During the Filipine Dynasty, when Portugal and Spain shared the same king for succession reasons, the Italian monk, also an engineer, Giovanni Vicenzo Casale, planned to built this fortress. It took almost a century to be done, since it was only possible to do so during half of the year, while during Winter all that had already been built would be destroyed by the ocean.
The 1st construction was made out of wood, later being slowly replaced by stone, only to be finished after the Portuguese got their crown back in mids of the 17th century. It was during this time that the fortress also became officially a lighthouse (probably before, since it would be necessary to show the fortresses' position at night and during fog).
One of the curiosities of this project was that it was always planned to be of a round architecture, instead of the star-shaped fortresses known from that time. The logic was, ans still is, to have a clearer view of the surroundings and access from all sides alike it enemy stricked, but when it comes to military strategy it fails, since the use of cannons alongside with the seaside fortresses is practically impossible.
But there it is, a magnificent piece of military engineering and architecture, only matched by another similar construction in Brazil. One of the kind! A fortress blocking the passage of ships, together with other fortresses and with the extreme natural conditions of the water currents of the Tagus river, like hidden sand banks, rocks, underwater currents, difficult and unpredictable low and high tides, etc.
Now, you ask, what is it's relation to the French Invasions? The answer: everything and nothing! But nevertheless, a beautiful piece of history.
The French occupied it, like the rest of the country including the fortress of São Julião da Barra, in 1807, according to the peaceful surrender signed between Napoleon and the Portuguese king the Prince-Regent Dom João the 6th, while the British allies started the maritime blockade in 1808. So we have the Brits at sea, later at the fortress of São Julião and the French who remained in Bugio.

 "Lookouts" built around the top of the fortress. Picture atken by me.

 View of the Atlantic ocean from inside of these "lookouts". Picture taken by me.
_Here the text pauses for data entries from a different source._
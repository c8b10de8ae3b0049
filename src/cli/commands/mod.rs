use clap::{
    builder::{
        styling::{AnsiColor, Effects, Styles},
        ValueParser,
    },
    Arg, ColorChoice, Command,
};
use std::path::PathBuf;

pub fn validator_log_level() -> ValueParser {
    ValueParser::from(move |level: &str| -> std::result::Result<u8, String> {
        if let Ok(parsed) = level.parse::<u8>() {
            // Successfully parsed as a number
            if parsed <= 5 {
                return Ok(parsed);
            }
        }

        match level.to_lowercase().as_str() {
            "error" => Ok(0),
            "warn" => Ok(1),
            "info" => Ok(2),
            "debug" => Ok(3),
            "trace" => Ok(4),
            _ => Err("invalid log level".to_string()),
        }
    })
}

pub fn new() -> Command {
    let styles = Styles::styled()
        .header(AnsiColor::Yellow.on_default() | Effects::BOLD)
        .usage(AnsiColor::Green.on_default() | Effects::BOLD)
        .literal(AnsiColor::Blue.on_default() | Effects::BOLD)
        .placeholder(AnsiColor::Green.on_default());

    Command::new("firegate")
        .about("Firebase-delegating authentication backend")
        .version(env!("CARGO_PKG_VERSION"))
        .color(ColorChoice::Auto)
        .styles(styles)
        .arg(
            Arg::new("port")
                .short('p')
                .long("port")
                .help("Port to listen on")
                .default_value("8080")
                .env("FIREGATE_PORT")
                .value_parser(clap::value_parser!(u16)),
        )
        .arg(
            Arg::new("project-id")
                .long("project-id")
                .help("Firebase project id")
                .env("FIREBASE_PROJECT_ID")
                .required(true),
        )
        .arg(
            Arg::new("database-url")
                .long("database-url")
                .help("Realtime Database URL, example: https://<project>.firebaseio.com")
                .env("FIREBASE_DATABASE_URL")
                .required(true),
        )
        .arg(
            Arg::new("credentials")
                .short('c')
                .long("credentials")
                .help("Path to the service-account credential file")
                .default_value("firebase.json")
                .env("FIREGATE_CREDENTIALS")
                .value_parser(clap::value_parser!(PathBuf)),
        )
        .arg(
            Arg::new("smtp-host")
                .long("smtp-host")
                .help("SMTP submission host")
                .default_value("smtp.gmail.com")
                .env("FIREGATE_SMTP_HOST"),
        )
        .arg(
            Arg::new("smtp-port")
                .long("smtp-port")
                .help("SMTP submission port (STARTTLS)")
                .default_value("587")
                .env("FIREGATE_SMTP_PORT")
                .value_parser(clap::value_parser!(u16)),
        )
        .arg(
            Arg::new("smtp-username")
                .long("smtp-username")
                .help("SMTP username, also used as the From address")
                .env("SMTP_USERNAME")
                .required(true),
        )
        .arg(
            Arg::new("smtp-password")
                .long("smtp-password")
                .help("SMTP password")
                .env("SMTP_PASSWORD")
                .required(true),
        )
        .arg(
            Arg::new("verbosity")
                .short('v')
                .long("verbose")
                .help("Verbosity level: ERROR, WARN, INFO, DEBUG, TRACE (default: ERROR)")
                .env("FIREGATE_LOG_LEVEL")
                .global(true)
                .action(clap::ArgAction::Count)
                .value_parser(validator_log_level()),
        )
}
use crate::cli::{actions::Action, commands, dispatch::handler, globals::GlobalArgs};
use anyhow::Result;
use tracing_subscriber::{fmt, layer::SubscriberExt, EnvFilter, Registry};

/// Parse the command line, initialize tracing, and return the action to run
/// together with the assembled configuration.
pub fn start() -> Result<(Action, GlobalArgs)> {
    let matches = commands::new().get_matches();

    let verbosity_level = match matches.get_one::<u8>("verbosity").map_or(0, |&v| v) {
        0 => tracing::Level::ERROR,
        1 => tracing::Level::WARN,
        2 => tracing::Level::INFO,
        3 => tracing::Level::DEBUG,
        _ => tracing::Level::TRACE,
    };

    let fmt_layer = fmt::layer()
        .with_file(true)
        .with_line_number(true)
        .with_thread_ids(true)
        .with_target(false);

    // RUST_LOG=
    let env_filter = EnvFilter::builder()
        .with_default_directive(verbosity_level.into())
        .from_env_lossy();

    let subscriber = Registry::default().with(fmt_layer).with(env_filter);

    tracing::subscriber::set_global_default(subscriber)?;

    let (action, globals) = handler(&matches)?;

    Ok((action, globals))
}
use anyhow::Result;

fn main() -> Result<()> {
    let doc = firegate::firegate::openapi();
    let json = serde_json::to_string_pretty(&doc)?;
    println!("{json}");
    Ok(())
}
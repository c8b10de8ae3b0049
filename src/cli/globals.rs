use secrecy::SecretString;
use std::path::PathBuf;

/// SMTP submission credentials and endpoint, read once at startup.
#[derive(Debug, Clone)]
pub struct SmtpConfig {
    pub host: String,
    pub port: u16,
    pub username: String,
    pub password: SecretString,
}

/// Configuration assembled once at startup and passed by reference to
/// collaborators. Handlers never read the environment directly.
#[derive(Debug, Clone)]
pub struct GlobalArgs {
    pub project_id: String,
    pub database_url: String,
    pub credentials_file: PathBuf,
    pub smtp: SmtpConfig,
}

impl GlobalArgs {
    #[must_use]
    pub fn new(project_id: String, database_url: String) -> Self {
        Self {
            project_id,
            database_url,
            credentials_file: PathBuf::from("firebase.json"),
            smtp: SmtpConfig {
                host: String::from("smtp.gmail.com"),
                port: 587,
                username: String::new(),
                password: SecretString::from(String::new()),
            },
        }
    }

    /// Landing page for provider-generated links, derived from the project id.
    #[must_use]
    pub fn continue_url(&self) -> String {
        format!("https://{}.firebaseapp.com/", self.project_id)
    }
}

#[cfg(test)]
mod tests {
    use super::*;
    use secrecy::ExposeSecret;

    #[test]
    fn test_global_args() {
        let args = GlobalArgs::new(
            "my-project".to_string(),
            "https://my-project.firebaseio.com".to_string(),
        );
        assert_eq!(args.project_id, "my-project");
        assert_eq!(args.database_url, "https://my-project.firebaseio.com");
        assert_eq!(args.credentials_file, PathBuf::from("firebase.json"));
        assert_eq!(args.smtp.password.expose_secret(), "");
    }

    #[test]
    fn test_continue_url() {
        let args = GlobalArgs::new(
            "my-project".to_string(),
            "https://my-project.firebaseio.com".to_string(),
        );
        assert_eq!(args.continue_url(), "https://my-project.firebaseapp.com/");
    }
}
It was completely covered with trees, branches and shrubbery to keep the scraps of the stonework away from injury when a cannon ball would strike.
According to Carlos Pereira Callixto, author of the book “Fortificações Marítimas do Concelho de Oeiras” (Maritime fortifications of Oeiras), in 1802 it had 26 cannons and in December 1807 was taken by Junot's soldiers. In march the year after the British Naval force strikes with cannon fire without being able to overtake this fortress (something that only happened in September the same year).
So, as you can see, even without having fired once, it was obvious to everyone the importance of it's strategic placement.
Today, it still remains where it was built, being “attacked” daily by the ocean but there's not one person living near the river and it's surroundings that would ever think of this historical land mark to ever disappear.
Unfortunately it has lost most of it's historical interior, but the chapel of São Lourenço still remains, such as the soldiers' wards and the olive oil warehouse (to keep the lighthouse in a time before electricity).

 Soldiers' wards. Picture taken by me.

 The entrance of the chapel of S. Lourenço. Picture taken by me.

 The interior of the chapel of S. Lourenço. Picture taken by me.